Life can be a dance, a dance of movement to assist others, a few moments of giving someone a great time by taking some homebound persons a basket of goodies that they cannot get for themselves; a conversation on the phone some days to help a lonely soul pass the time with good thoughts, a visit of even an hour to someone who cannot get about too often, even in these modern times, a sweet email of a joke, a saying or a magazine you brought them. Even a box of sweet desserts to someone who can no longer bake for herself or shop to buy sweet things. Also, if you can drive someone to a supermarket and let them have the pleasure of picking out the food supplies, makes you a champion in life to yourself or to the recipient.

Sometimes when I am feeling a bit modest, I think that maybe I am a champion in writing, of all these encouraging articles to inspire everyone to ballroom dance, to be a champion of sorts in something and most of all to keep the flow of reassuring words, on what they are capable of doing now at any age.

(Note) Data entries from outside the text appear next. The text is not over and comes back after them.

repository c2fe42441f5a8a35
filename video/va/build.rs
fn main() {
    gst_plugin_version_helper::info()
}
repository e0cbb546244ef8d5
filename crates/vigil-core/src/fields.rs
//! Ordered, string-keyed property storage shared by records and functions.

use crate::value::Value;

/// Properties kept in insertion order.
///
/// Lookups are linear; records observed by a monitor are expected to be
/// small, and keeping insertion order matters more than lookup speed.
#[derive(Clone, Debug, Default)]
pub struct Fields {
    entries: Vec<(String, Value)>,
}

impl Fields {
    pub fn new() -> Self {
        Self {
            entries: Vec::new(),
        }
    }

    pub fn get(&self, key: &str) -> Option<&Value> {
        self.entries.iter().find(|(k, _)| k == key).map(|(_, v)| v)
    }

    pub fn contains(&self, key: &str) -> bool {
        self.entries.iter().any(|(k, _)| k == key)
    }

    /// Insert or replace a property, returning the replaced value.
    ///
    /// Replacing keeps the original position of the key.
    pub fn insert(&mut self, key: impl Into<String>, value: Value) -> Option<Value> {
        let key = key.into();
        match self.entries.iter_mut().find(|(k, _)| *k == key) {
            Some((_, slot)) => Some(std::mem::replace(slot, value)),
            None => {
                self.entries.push((key, value));
                None
            }
        }
    }

    pub fn remove(&mut self, key: &str) -> Option<Value> {
        let position = self.entries.iter().position(|(k, _)| k == key)?;
        Some(self.entries.remove(position).1)
    }

    pub fn keys(&self) -> impl Iterator<Item = &String> + '_ {
        self.entries.iter().map(|(k, _)| k)
    }

    pub fn iter(&self) -> impl Iterator<Item = (&String, &Value)> + '_ {
        self.entries.iter().map(|(k, v)| (k, v))
    }

    pub fn len(&self) -> usize {
        self.entries.len()
    }

    pub fn is_empty(&self) -> bool {
        self.entries.is_empty()
    }
}

impl<K: Into<String>> FromIterator<(K, Value)> for Fields {
    fn from_iter<I: IntoIterator<Item = (K, Value)>>(iter: I) -> Self {
        let mut fields = Fields::new();
        for (key, value) in iter {
            fields.insert(key, value);
        }
        fields
    }
}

A shot in the arm to spur the thoughts of how much we can help others in some way, in any way, at this time in our life makes us champions in life for sure. That is being an advocate of goodness and we can be proud of our living this way.Nayana Davis, the editor of Cockeysville.Patch.com is indeed herself, a young champion in life. She edits the Patch and puts in articles about fine things people accomplish in the Cockeysville community and also other areas. She appreciates my stories on life when I was a young teen, as an adult and now as a senior. She certainly ‘champions life as she sees it from her vantage point as a young woman.’ Bravo to all of you champions in life out there. You all know who you are.